▶ _DATASET CONTENT_:

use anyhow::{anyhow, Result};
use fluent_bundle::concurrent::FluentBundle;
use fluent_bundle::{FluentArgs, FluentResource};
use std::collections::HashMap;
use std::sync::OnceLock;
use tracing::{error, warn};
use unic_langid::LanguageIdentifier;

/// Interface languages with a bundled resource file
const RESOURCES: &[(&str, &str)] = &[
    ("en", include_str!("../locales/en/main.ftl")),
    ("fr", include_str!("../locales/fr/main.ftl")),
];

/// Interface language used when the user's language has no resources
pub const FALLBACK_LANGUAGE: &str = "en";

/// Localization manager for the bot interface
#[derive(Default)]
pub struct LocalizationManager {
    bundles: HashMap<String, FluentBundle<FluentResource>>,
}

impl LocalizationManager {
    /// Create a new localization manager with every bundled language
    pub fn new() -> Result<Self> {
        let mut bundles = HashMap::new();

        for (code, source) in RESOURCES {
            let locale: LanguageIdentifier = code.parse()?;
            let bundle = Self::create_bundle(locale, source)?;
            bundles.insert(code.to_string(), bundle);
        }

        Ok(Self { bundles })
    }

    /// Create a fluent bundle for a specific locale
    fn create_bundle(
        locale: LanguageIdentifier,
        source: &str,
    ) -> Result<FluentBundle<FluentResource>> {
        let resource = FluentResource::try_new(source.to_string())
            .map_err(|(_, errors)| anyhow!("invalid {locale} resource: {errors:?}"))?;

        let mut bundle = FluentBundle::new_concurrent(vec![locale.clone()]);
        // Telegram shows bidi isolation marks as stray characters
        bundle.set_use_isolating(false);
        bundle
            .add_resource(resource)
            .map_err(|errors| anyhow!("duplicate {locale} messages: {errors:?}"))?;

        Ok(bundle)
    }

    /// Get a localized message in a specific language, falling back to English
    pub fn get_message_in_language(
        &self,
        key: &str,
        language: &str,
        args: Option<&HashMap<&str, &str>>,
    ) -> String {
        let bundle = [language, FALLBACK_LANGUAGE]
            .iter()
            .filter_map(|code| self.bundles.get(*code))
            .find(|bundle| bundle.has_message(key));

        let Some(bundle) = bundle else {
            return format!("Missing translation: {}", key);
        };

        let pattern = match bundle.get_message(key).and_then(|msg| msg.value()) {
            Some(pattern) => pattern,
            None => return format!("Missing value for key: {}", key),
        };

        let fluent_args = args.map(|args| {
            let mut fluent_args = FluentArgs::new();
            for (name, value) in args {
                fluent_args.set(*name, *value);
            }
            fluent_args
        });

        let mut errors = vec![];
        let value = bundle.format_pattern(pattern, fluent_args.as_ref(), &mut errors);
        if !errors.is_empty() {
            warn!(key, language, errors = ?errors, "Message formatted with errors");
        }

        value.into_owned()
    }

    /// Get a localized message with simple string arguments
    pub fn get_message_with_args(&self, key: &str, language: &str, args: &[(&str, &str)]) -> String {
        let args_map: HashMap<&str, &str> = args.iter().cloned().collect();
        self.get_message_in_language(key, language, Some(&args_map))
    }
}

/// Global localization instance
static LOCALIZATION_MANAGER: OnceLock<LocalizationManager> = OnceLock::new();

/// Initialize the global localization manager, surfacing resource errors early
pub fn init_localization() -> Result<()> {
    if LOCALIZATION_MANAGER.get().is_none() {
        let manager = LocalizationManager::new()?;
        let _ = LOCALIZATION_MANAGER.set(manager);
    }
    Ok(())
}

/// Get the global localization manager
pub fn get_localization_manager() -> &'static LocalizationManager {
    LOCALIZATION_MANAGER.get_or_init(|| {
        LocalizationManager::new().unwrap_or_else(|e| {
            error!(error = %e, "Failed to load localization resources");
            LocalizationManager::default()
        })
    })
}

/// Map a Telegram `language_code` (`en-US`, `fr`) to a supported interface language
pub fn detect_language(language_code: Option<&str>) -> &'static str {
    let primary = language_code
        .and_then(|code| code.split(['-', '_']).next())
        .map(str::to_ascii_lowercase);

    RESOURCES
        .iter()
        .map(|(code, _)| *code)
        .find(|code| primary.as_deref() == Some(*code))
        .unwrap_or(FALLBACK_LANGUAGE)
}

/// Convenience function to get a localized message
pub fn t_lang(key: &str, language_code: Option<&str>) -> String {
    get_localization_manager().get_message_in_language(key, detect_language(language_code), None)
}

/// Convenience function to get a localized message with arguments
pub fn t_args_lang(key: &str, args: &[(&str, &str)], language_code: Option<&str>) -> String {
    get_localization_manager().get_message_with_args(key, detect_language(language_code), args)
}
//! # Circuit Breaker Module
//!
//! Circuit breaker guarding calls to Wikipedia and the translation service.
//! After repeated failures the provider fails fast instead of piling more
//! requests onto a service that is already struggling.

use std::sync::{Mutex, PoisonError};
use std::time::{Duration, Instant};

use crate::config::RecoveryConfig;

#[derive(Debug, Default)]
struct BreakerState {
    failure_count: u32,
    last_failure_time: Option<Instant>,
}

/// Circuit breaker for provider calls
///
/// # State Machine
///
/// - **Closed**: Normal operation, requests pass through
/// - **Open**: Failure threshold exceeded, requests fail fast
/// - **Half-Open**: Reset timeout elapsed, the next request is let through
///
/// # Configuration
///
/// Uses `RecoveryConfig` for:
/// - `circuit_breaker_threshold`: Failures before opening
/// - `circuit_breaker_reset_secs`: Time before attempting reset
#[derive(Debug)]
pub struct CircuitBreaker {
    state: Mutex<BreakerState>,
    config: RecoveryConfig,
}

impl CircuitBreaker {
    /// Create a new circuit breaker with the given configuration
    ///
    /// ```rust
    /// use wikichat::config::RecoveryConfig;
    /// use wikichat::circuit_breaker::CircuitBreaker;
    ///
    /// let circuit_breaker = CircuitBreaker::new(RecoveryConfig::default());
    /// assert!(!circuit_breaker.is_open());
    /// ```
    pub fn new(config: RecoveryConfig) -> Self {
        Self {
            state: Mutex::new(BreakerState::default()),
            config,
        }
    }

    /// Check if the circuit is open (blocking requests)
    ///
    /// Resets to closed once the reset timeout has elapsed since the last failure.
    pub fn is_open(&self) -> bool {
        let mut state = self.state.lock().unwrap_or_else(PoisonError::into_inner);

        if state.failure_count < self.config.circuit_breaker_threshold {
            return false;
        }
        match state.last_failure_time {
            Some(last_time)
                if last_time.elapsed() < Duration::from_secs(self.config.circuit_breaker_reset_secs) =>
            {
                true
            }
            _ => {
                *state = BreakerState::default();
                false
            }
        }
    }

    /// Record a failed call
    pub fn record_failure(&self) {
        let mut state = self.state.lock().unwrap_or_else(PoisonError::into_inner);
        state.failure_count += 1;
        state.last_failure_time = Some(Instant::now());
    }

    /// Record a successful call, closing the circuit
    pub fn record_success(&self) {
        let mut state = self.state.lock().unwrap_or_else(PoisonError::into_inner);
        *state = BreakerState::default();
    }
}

▶ _TASK_: Gather, from the listing above, every line carrying the word "through".

▶ _EXPECTED OUTPUT_:
/// - **Closed**: Normal operation, requests pass through
/// - **Half-Open**: Reset timeout elapsed, the next request is let through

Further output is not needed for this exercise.